**EXERCISE OBJECTIVE**. Give the lines below again exactly, starting with the line that holds "list of areas." and going on through the line that holds "Order is preserved.".

------------------------------------

//! The static catalog of parks shown on the map.
//!
//! The catalog is loaded once, validated, and never changes afterwards. Input follows the
//! shape of the municipal open-data export of off-leash areas:
//!
//! ```json
//! [
//!   {
//!     "park_name": "Stanley Park",
//!     "geo_point_2d": { "lat": 49.30, "lon": -123.14 },
//!     "geom": {
//!       "type": "Feature",
//!       "properties": {},
//!       "geometry": {
//!         "type": "Polygon",
//!         "coordinates": [[[-123.141, 49.299], [-123.139, 49.299], [-123.140, 49.301], [-123.141, 49.299]]]
//!       }
//!     }
//!   }
//! ]
//! ```

use std::collections::HashSet;
use std::fmt;
use std::path::Path;
use std::sync::Arc;

use eyre::{Context, Result};
use geojson::{Feature, Value};
use log::debug;
use serde::{Deserialize, Serialize};
use thiserror::Error;

use crate::projection::Coordinate;

/// Errors that can occur while building a [`Catalog`].
#[derive(Error, Debug)]
pub enum CatalogError {
    /// The input was not valid JSON, or did not have the expected shape.
    #[error("Malformed catalog data")]
    Malformed(#[from] serde_json::Error),

    /// A record had no usable polygon geometry.
    #[error("Area `{name}` has no polygon geometry")]
    MissingBoundary {
        /// The name of the offending area.
        name: String,
    },

    /// A boundary had fewer than three distinct points.
    #[error("Area `{name}` has {points} boundary points, at least 3 are required")]
    DegenerateBoundary {
        /// The name of the offending area.
        name: String,
        /// The number of distinct points found.
        points: usize,
    },

    /// Two areas share an id.
    #[error("Duplicate area id {0}")]
    DuplicateId(AreaId),
}

/// A unique identifier for an area within its catalog.
#[derive(Clone, Copy, Debug, Hash, Eq, PartialEq, Ord, PartialOrd, Serialize, Deserialize)]
pub struct AreaId(pub u32);

impl fmt::Display for AreaId {
    fn fmt(&self, f: &mut fmt::Formatter<'_>) -> fmt::Result {
        write!(f, "{}", self.0)
    }
}

/// A fenced off-leash area.
#[derive(Clone, Debug, PartialEq, Serialize, Deserialize)]
pub struct Area {
    /// Unique within the catalog.
    pub id: AreaId,

    /// Display name, also used for searching.
    pub name: String,

    /// Where the marker is placed.
    pub centroid: Coordinate,

    /// The nodes of the polygon, without a closing duplicate. Always 3 or more.
    pub boundary: Vec<Coordinate>,
}

/// An ordered, immutable list of areas.
#[derive(Clone, Debug, Default)]
pub struct Catalog {
    areas: Vec<Arc<Area>>,
}

impl Catalog {
    /// Builds a catalog, checking that every boundary has at least three distinct points and
    /// every id is unique. Order is preserved.
    pub fn new(areas: Vec<Area>) -> Result<Self, CatalogError> {
        let mut seen = HashSet::with_capacity(areas.len());
        for area in &areas {
            let points = distinct_points(&area.boundary);
            if points < 3 {
                return Err(CatalogError::DegenerateBoundary {
                    name: area.name.clone(),
                    points,
                });
            }
            if !seen.insert(area.id) {
                return Err(CatalogError::DuplicateId(area.id));
            }
        }

        Ok(Self {
            areas: areas.into_iter().map(Arc::new).collect(),
        })
    }

    /// Parses the open-data JSON export. Areas without an explicit `id` are numbered by their
    /// position in the input.
    pub fn from_json(json: &str) -> Result<Self, CatalogError> {
        let records: Vec<ParkRecord> = serde_json::from_str(json)?;
        let areas = records
            .into_iter()
            .enumerate()
            .map(|(index, record)| record.into_area(index))
            .collect::<Result<Vec<_>, _>>()?;

        let catalog = Self::new(areas)?;
        debug!("Loaded {} areas", catalog.len());
        Ok(catalog)
    }

    /// Reads and parses a catalog file.
    pub fn load(path: impl AsRef<Path>) -> Result<Self> {
        let path = path.as_ref();
        let json = std::fs::read_to_string(path)
            .wrap_err_with(|| format!("Failed to read catalog from {}", path.display()))?;
        Self::from_json(&json)
            .wrap_err_with(|| format!("Failed to parse catalog from {}", path.display()))
    }

    /// All areas, in catalog order.
    pub fn areas(&self) -> &[Arc<Area>] {
        &self.areas
    }

    /// Iterates over the areas in catalog order.
    pub fn iter(&self) -> impl DoubleEndedIterator<Item = &Arc<Area>> {
        self.areas.iter()
    }

    /// Looks an area up by id.
    pub fn get(&self, id: AreaId) -> Option<&Arc<Area>> {
        self.areas.iter().find(|area| area.id == id)
    }

    /// Number of areas.
    pub fn len(&self) -> usize {
        self.areas.len()
    }

    /// Whether the catalog has no areas.
    pub fn is_empty(&self) -> bool {
        self.areas.is_empty()
    }
}

fn distinct_points(boundary: &[Coordinate]) -> usize {
    boundary
        .iter()
        .map(|p| (p.lat.to_bits(), p.lon.to_bits()))
        .collect::<HashSet<_>>()
        .len()
}

#[derive(Deserialize)]
struct ParkRecord {
    #[serde(default)]
    id: Option<u32>,
    park_name: String,
    geo_point_2d: Coordinate,
    geom: Feature,
}

impl ParkRecord {
    fn into_area(self, index: usize) -> Result<Area, CatalogError> {
        let ring = self
            .geom
            .geometry
            .and_then(|geometry| match geometry.value {
                Value::Polygon(mut rings) if !rings.is_empty() => Some(rings.swap_remove(0)),
                // Only the outer ring of the first polygon is kept.
                Value::MultiPolygon(mut polygons) if !polygons.is_empty() => {
                    let mut rings = polygons.swap_remove(0);
                    (!rings.is_empty()).then(|| rings.swap_remove(0))
                }
                _ => None,
            })
            .ok_or_else(|| CatalogError::MissingBoundary {
                name: self.park_name.clone(),
            })?;

        // GeoJSON positions are [lon, lat].
        let mut boundary: Vec<Coordinate> = ring
            .iter()
            .filter(|pos| pos.len() >= 2)
            .map(|pos| Coordinate::new(pos[1], pos[0]))
            .collect();

        if boundary.len() > 1 && boundary.first() == boundary.last() {
            boundary.pop();
        }

        Ok(Area {
            id: AreaId(self.id.unwrap_or(index as u32)),
            name: self.park_name,
            centroid: self.geo_point_2d,
            boundary,
        })
    }
}

/// A small square area around `(lat, lon)`, for tests.
#[cfg(test)]
pub(crate) fn square(name: &str, id: u32, lat: f64, lon: f64) -> Area {
    let d = 0.001;
    Area {
        id: AreaId(id),
        name: name.to_string(),
        centroid: Coordinate::new(lat, lon),
        boundary: vec![
            Coordinate::new(lat - d, lon - d),
            Coordinate::new(lat - d, lon + d),
            Coordinate::new(lat + d, lon + d),
            Coordinate::new(lat + d, lon - d),
        ],
    }
}

#[cfg(test)]
mod tests {
    use super::*;

    const EXPORT: &str = r#"[
        {
            "park_name": "Stanley Park",
            "geo_point_2d": { "lat": 49.30, "lon": -123.14 },
            "geom": {
                "type": "Feature",
                "properties": {},
                "geometry": {
                    "type": "Polygon",
                    "coordinates": [[[-123.141, 49.299], [-123.139, 49.299], [-123.140, 49.301], [-123.141, 49.299]]]
                }
            }
        },
        {
            "park_name": "Hastings Park",
            "geo_point_2d": { "lat": 49.28, "lon": -123.04 },
            "geom": {
                "type": "Feature",
                "properties": {},
                "geometry": {
                    "type": "MultiPolygon",
                    "coordinates": [[[[-123.041, 49.279], [-123.039, 49.279], [-123.039, 49.281], [-123.041, 49.281]]]]
                }
            }
        }
    ]"#;

    #[test]
    fn parses_open_data_export() {
        let catalog = Catalog::from_json(EXPORT).unwrap();
        assert_eq!(catalog.len(), 2);

        let stanley = &catalog.areas()[0];
        assert_eq!(stanley.id, AreaId(0));
        assert_eq!(stanley.name, "Stanley Park");
        assert_eq!(stanley.centroid, Coordinate::new(49.30, -123.14));
        // Closing point dropped, [lon, lat] swapped.
        assert_eq!(stanley.boundary.len(), 3);
        assert_eq!(stanley.boundary[0], Coordinate::new(49.299, -123.141));

        let hastings = catalog.get(AreaId(1)).unwrap();
        assert_eq!(hastings.name, "Hastings Park");
        assert_eq!(hastings.boundary.len(), 4);
    }

    #[test]
    fn rejects_degenerate_boundary() {
        let json = r#"[{
            "park_name": "Sliver",
            "geo_point_2d": { "lat": 1.0, "lon": 1.0 },
            "geom": { "type": "Feature", "properties": {}, "geometry": {
                "type": "Polygon", "coordinates": [[[1.0, 1.0], [1.1, 1.0], [1.0, 1.0]]]
            }}
        }]"#;
        match Catalog::from_json(json) {
            Err(CatalogError::DegenerateBoundary { name, points }) => {
                assert_eq!(name, "Sliver");
                assert_eq!(points, 2);
            }
            other => panic!("unexpected result: {other:?}"),
        }
    }

    #[test]
    fn rejects_repeated_points() {
        let json = r#"[{
            "park_name": "Stutter",
            "geo_point_2d": { "lat": 1.0, "lon": 1.0 },
            "geom": { "type": "Feature", "properties": {}, "geometry": {
                "type": "Polygon", "coordinates": [[[1.0, 1.0], [1.0, 1.0], [1.1, 1.0], [1.0, 1.0]]]
            }}
        }]"#;
        match Catalog::from_json(json) {
            Err(CatalogError::DegenerateBoundary { name, points }) => {
                assert_eq!(name, "Stutter");
                assert_eq!(points, 2);
            }
            other => panic!("unexpected result: {other:?}"),
        }
    }

    #[test]
    fn repeated_points_count_once() {
        let mut area = square("Square", 1, 49.30, -123.14);
        area.boundary.push(area.boundary[0]);
        area.boundary.push(area.boundary[1]);
        assert!(Catalog::new(vec![area]).is_ok());

        let corner = Coordinate::new(49.30, -123.14);
        let pinched = Area {
            id: AreaId(2),
            name: "Pinched".to_string(),
            centroid: corner,
            boundary: vec![corner, corner, Coordinate::new(49.31, -123.14), corner],
        };
        assert!(matches!(
            Catalog::new(vec![pinched]),
            Err(CatalogError::DegenerateBoundary { points: 2, .. })
        ));
    }

    #[test]
    fn rejects_missing_geometry() {
        let json = r#"[{
            "park_name": "Nowhere",
            "geo_point_2d": { "lat": 1.0, "lon": 1.0 },
            "geom": { "type": "Feature", "properties": {}, "geometry": {
                "type": "Point", "coordinates": [1.0, 1.0]
            }}
        }]"#;
        assert!(matches!(
            Catalog::from_json(json),
            Err(CatalogError::MissingBoundary { .. })
        ));
    }

    #[test]
    fn rejects_duplicate_ids() {
        let areas = vec![square("A", 7, 1.0, 1.0), square("B", 7, 2.0, 2.0)];
        assert!(matches!(
            Catalog::new(areas),
            Err(CatalogError::DuplicateId(AreaId(7)))
        ));
    }

    #[test]
    fn rejects_malformed_json() {
        assert!(matches!(
            Catalog::from_json("{ not json"),
            Err(CatalogError::Malformed(_))
        ));
    }

    #[test]
    fn load_reports_missing_file() {
        let err = Catalog::load("/definitely/not/here.json").unwrap_err();
        assert!(format!("{err}").contains("/definitely/not/here.json"));
    }

    #[test]
    fn catalog_preserves_order() {
        let areas = vec![
            square("Charlie", 3, 0.0, 0.0),
            square("Alpha", 1, 0.0, 0.0),
            square("Bravo", 2, 0.0, 0.0),
        ];
        let catalog = Catalog::new(areas).unwrap();
        let names: Vec<_> = catalog.iter().map(|a| a.name.as_str()).collect();
        assert_eq!(names, ["Charlie", "Alpha", "Bravo"]);
    }
}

------------------------------------

**COMPLETED EXERCISE**.
/// An ordered, immutable list of areas.
#[derive(Clone, Debug, Default)]
pub struct Catalog {
    areas: Vec<Arc<Area>>,
}

impl Catalog {
    /// Builds a catalog, checking that every boundary has at least three distinct points and
    /// every id is unique. Order is preserved.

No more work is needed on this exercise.